TRY IT =
Within the records below, filter for lines carrying the word "FnMut" and copy them.

DATA SHOWN =
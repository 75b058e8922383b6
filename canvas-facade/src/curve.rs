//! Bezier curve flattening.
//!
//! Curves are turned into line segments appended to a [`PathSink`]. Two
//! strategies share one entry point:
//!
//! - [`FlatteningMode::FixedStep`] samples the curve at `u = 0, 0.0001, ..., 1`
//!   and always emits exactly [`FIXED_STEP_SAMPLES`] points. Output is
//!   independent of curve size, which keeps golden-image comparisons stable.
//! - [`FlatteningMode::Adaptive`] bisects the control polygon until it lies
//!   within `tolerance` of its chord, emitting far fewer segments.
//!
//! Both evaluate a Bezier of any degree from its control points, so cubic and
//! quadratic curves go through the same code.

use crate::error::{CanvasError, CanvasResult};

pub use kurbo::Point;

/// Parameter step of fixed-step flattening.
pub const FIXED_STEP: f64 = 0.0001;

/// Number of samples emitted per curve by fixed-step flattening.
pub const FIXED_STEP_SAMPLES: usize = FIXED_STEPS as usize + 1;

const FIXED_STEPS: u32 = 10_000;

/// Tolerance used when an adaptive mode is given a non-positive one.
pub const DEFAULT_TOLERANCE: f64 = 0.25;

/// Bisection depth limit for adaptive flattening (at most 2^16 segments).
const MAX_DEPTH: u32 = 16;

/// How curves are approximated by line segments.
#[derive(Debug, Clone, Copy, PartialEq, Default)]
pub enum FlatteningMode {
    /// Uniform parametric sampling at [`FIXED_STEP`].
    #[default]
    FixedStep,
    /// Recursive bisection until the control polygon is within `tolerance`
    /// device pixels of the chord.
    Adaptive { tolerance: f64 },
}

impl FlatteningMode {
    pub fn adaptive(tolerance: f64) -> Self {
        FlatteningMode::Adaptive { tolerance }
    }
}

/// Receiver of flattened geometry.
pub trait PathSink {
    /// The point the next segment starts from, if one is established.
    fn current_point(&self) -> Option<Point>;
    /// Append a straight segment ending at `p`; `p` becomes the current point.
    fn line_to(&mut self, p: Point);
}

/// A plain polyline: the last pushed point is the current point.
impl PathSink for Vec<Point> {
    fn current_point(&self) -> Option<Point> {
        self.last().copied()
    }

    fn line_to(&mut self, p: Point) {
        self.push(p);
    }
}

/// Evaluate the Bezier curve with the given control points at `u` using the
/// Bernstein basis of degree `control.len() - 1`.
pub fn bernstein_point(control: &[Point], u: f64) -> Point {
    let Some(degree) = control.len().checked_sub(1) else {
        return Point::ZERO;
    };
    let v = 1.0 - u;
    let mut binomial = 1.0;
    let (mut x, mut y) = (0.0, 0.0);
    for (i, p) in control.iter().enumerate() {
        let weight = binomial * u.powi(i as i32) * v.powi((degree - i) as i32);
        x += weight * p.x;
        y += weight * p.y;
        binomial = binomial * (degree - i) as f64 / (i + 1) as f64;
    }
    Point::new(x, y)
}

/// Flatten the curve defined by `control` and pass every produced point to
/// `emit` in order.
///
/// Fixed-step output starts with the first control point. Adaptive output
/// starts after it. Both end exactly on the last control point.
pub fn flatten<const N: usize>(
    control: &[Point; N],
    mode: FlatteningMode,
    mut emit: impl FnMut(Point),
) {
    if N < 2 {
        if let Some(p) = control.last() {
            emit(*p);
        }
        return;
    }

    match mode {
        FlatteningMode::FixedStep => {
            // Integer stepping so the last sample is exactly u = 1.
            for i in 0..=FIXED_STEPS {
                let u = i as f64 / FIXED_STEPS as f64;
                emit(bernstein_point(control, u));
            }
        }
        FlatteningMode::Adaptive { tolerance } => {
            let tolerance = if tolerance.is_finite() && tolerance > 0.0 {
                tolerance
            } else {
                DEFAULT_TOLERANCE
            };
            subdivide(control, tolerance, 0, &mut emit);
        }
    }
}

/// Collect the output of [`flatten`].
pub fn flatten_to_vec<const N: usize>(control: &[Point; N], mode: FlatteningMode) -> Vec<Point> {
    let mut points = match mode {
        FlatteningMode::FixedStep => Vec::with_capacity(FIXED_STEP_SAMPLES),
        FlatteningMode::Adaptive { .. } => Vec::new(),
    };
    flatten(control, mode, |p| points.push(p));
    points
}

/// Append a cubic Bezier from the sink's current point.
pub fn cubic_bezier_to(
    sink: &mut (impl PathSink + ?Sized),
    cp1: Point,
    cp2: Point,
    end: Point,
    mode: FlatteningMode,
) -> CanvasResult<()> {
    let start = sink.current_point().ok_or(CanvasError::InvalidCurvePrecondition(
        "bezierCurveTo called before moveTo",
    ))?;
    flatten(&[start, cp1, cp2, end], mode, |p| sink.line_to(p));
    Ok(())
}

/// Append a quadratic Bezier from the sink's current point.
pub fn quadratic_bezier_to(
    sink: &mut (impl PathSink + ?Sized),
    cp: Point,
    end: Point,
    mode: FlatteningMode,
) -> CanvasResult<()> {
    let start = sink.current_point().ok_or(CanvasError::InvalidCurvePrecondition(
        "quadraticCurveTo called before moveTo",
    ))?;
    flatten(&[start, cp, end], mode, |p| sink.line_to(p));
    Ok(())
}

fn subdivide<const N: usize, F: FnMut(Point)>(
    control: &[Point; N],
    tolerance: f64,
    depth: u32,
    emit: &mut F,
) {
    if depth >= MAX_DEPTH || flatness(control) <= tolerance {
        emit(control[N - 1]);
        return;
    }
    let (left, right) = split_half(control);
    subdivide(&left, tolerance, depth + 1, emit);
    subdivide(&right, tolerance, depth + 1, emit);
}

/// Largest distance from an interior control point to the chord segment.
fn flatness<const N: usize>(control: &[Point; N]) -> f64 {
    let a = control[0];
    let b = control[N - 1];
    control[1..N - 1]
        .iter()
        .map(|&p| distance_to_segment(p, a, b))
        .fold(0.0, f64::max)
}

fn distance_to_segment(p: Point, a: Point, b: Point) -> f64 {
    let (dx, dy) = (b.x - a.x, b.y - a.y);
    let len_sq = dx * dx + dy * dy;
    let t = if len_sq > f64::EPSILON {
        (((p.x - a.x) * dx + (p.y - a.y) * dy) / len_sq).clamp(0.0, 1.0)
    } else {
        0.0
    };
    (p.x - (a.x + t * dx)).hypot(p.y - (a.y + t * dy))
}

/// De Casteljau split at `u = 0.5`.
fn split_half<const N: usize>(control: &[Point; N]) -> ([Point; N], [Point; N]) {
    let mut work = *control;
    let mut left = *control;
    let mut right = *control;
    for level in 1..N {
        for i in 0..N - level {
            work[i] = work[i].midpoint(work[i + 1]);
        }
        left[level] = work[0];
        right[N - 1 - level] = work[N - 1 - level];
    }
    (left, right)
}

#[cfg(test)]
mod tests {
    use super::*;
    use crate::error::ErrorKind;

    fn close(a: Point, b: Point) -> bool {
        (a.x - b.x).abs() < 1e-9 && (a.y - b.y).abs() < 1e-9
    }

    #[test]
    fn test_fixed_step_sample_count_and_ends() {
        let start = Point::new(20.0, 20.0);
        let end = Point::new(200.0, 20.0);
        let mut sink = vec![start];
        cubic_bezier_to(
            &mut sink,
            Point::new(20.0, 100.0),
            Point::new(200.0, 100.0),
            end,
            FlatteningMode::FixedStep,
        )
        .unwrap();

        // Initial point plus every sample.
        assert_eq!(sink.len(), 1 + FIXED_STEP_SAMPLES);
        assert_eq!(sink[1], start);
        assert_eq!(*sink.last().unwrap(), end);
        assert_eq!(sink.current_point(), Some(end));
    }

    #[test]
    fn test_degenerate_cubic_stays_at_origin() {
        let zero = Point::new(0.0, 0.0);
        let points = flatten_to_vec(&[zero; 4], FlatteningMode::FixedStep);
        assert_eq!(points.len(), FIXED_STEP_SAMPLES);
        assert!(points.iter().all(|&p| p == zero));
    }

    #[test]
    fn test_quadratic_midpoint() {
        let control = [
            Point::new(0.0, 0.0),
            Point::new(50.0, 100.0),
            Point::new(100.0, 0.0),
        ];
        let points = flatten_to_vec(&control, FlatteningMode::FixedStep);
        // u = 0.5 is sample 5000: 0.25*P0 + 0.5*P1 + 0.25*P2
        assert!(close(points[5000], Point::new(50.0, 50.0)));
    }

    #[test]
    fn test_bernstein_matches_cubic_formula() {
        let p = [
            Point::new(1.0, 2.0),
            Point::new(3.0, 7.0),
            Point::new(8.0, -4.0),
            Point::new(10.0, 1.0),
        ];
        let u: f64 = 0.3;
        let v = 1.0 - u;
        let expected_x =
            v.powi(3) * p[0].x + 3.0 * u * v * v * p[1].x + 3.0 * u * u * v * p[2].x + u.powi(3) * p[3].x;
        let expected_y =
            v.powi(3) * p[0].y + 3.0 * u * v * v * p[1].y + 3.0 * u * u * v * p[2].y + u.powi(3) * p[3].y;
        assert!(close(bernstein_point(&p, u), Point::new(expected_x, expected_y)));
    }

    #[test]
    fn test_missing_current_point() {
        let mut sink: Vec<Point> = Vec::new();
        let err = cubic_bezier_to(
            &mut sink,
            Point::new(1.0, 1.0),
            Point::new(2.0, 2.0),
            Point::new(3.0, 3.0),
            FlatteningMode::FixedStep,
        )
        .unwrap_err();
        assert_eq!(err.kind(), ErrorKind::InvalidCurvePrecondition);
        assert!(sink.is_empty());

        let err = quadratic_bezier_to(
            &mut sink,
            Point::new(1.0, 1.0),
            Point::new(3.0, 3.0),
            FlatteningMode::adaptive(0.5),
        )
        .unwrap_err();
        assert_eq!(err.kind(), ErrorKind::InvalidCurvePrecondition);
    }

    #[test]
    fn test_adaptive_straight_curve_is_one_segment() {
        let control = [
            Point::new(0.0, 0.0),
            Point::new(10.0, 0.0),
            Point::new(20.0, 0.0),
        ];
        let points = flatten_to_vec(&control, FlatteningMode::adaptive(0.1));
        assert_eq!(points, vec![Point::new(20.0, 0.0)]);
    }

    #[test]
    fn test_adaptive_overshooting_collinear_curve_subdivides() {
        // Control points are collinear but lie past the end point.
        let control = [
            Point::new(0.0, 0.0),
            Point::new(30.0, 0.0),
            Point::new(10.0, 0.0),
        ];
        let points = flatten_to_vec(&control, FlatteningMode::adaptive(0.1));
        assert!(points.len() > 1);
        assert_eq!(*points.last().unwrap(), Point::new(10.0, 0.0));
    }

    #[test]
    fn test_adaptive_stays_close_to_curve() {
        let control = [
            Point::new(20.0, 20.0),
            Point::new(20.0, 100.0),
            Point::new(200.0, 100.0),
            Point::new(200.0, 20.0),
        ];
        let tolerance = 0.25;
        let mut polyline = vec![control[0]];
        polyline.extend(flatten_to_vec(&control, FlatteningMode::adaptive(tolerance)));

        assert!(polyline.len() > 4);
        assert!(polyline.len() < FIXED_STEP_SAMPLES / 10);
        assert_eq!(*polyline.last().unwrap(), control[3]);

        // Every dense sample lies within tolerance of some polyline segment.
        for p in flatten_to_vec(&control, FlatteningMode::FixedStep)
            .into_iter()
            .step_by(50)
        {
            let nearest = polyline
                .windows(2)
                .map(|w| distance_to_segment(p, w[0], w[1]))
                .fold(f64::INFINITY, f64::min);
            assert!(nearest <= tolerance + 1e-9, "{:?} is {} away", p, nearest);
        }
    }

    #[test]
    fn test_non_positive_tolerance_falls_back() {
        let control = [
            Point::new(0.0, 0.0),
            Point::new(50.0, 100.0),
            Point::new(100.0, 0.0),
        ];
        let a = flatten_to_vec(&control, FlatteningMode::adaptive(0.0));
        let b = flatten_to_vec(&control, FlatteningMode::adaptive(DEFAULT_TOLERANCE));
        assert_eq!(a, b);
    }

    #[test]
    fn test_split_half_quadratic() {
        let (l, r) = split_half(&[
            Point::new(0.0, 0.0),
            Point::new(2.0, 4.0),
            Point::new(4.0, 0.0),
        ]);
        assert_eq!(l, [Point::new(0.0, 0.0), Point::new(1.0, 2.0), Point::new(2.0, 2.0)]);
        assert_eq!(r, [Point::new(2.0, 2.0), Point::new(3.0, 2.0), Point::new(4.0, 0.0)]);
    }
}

==

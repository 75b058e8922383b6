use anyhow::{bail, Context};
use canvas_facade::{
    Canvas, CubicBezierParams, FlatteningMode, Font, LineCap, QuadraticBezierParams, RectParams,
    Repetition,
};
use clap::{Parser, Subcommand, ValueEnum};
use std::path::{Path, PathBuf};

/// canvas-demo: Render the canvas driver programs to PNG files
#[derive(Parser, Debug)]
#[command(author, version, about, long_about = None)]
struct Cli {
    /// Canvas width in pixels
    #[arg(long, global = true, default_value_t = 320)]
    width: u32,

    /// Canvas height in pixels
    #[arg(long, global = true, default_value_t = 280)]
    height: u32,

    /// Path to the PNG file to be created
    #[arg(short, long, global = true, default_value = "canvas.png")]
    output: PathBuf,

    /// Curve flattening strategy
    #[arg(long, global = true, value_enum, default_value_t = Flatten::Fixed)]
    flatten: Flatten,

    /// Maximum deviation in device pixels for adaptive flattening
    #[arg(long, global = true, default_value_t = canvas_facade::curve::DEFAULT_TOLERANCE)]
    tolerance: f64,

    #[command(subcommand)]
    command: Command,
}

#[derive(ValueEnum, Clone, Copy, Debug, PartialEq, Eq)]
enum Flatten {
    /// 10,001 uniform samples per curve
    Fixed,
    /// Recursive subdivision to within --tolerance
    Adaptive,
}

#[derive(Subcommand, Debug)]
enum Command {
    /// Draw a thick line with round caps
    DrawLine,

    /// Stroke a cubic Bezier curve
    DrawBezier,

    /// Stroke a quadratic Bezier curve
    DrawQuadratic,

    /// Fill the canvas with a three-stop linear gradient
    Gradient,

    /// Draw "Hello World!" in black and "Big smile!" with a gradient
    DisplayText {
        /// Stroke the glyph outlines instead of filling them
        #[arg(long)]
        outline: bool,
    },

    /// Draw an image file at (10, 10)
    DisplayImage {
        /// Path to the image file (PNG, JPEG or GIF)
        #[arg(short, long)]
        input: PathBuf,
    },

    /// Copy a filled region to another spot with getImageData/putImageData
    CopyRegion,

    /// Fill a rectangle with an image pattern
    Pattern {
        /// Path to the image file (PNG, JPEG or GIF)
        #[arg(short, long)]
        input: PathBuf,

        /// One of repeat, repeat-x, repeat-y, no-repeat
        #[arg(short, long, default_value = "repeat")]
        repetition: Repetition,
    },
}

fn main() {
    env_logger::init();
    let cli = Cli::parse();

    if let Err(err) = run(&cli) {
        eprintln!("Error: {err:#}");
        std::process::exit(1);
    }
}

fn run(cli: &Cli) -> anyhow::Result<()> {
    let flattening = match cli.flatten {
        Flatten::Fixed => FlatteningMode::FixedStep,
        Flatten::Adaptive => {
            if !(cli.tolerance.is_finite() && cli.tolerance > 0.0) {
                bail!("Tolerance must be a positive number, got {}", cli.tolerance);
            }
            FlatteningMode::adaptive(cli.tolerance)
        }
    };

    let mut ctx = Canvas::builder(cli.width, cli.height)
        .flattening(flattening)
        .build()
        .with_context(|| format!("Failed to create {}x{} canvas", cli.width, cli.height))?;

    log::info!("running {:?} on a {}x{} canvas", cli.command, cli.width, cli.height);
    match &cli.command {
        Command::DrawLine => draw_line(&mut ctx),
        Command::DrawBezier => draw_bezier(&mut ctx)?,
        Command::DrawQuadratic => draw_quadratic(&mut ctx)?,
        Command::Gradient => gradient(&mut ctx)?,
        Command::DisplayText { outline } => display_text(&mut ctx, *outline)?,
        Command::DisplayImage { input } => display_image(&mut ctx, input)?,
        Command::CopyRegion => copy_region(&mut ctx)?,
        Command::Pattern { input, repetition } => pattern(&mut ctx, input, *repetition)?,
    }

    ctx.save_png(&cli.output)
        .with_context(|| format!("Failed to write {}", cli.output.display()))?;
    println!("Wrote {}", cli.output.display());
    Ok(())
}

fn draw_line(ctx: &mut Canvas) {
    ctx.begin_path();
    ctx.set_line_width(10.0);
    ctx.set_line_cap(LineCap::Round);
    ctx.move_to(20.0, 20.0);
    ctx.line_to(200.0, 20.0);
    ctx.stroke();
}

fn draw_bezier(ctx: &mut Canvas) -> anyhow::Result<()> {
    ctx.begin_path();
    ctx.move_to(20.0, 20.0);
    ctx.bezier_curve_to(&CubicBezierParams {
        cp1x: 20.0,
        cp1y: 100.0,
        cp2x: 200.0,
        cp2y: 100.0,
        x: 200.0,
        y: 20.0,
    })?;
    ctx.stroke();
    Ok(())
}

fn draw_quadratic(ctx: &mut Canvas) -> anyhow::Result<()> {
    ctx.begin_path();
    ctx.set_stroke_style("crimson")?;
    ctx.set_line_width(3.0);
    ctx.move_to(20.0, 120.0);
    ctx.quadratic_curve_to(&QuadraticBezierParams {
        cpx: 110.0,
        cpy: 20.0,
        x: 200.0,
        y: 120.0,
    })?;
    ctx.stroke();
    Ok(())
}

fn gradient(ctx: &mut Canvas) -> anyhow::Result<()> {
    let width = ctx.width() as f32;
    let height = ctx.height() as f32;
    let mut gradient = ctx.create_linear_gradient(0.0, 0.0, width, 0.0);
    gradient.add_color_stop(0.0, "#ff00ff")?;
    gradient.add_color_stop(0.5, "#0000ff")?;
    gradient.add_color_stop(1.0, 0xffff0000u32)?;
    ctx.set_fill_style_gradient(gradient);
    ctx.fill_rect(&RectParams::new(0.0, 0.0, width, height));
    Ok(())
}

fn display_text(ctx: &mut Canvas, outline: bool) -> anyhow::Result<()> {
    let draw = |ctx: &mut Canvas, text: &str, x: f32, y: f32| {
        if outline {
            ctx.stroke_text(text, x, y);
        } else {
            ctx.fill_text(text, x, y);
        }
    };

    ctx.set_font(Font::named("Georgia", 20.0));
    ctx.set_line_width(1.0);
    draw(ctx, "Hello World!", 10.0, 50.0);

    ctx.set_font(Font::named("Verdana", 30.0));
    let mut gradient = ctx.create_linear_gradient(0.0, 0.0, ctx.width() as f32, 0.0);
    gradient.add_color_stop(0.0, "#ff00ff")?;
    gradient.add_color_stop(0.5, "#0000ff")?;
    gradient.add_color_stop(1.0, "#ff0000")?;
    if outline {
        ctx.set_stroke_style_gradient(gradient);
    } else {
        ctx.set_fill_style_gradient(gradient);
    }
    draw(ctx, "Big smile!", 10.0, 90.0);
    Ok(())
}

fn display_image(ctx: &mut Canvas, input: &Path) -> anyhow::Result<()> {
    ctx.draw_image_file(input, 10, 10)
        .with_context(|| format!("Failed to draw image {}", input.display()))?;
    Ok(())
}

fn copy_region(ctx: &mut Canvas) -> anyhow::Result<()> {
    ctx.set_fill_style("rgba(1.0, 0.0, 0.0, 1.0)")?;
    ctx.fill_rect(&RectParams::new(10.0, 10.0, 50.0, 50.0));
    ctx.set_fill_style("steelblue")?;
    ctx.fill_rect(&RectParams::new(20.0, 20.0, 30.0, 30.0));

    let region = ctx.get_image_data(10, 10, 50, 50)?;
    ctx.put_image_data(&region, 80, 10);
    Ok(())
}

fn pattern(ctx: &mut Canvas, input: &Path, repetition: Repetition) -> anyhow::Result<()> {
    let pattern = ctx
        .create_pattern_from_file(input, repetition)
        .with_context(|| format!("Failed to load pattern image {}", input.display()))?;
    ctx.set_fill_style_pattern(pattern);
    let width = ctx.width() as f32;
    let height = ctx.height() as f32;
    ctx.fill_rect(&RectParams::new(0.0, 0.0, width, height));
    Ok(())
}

EXERCISE RESPONSE =
    mut emit: impl FnMut(Point),
fn subdivide<const N: usize, F: FnMut(Point)>(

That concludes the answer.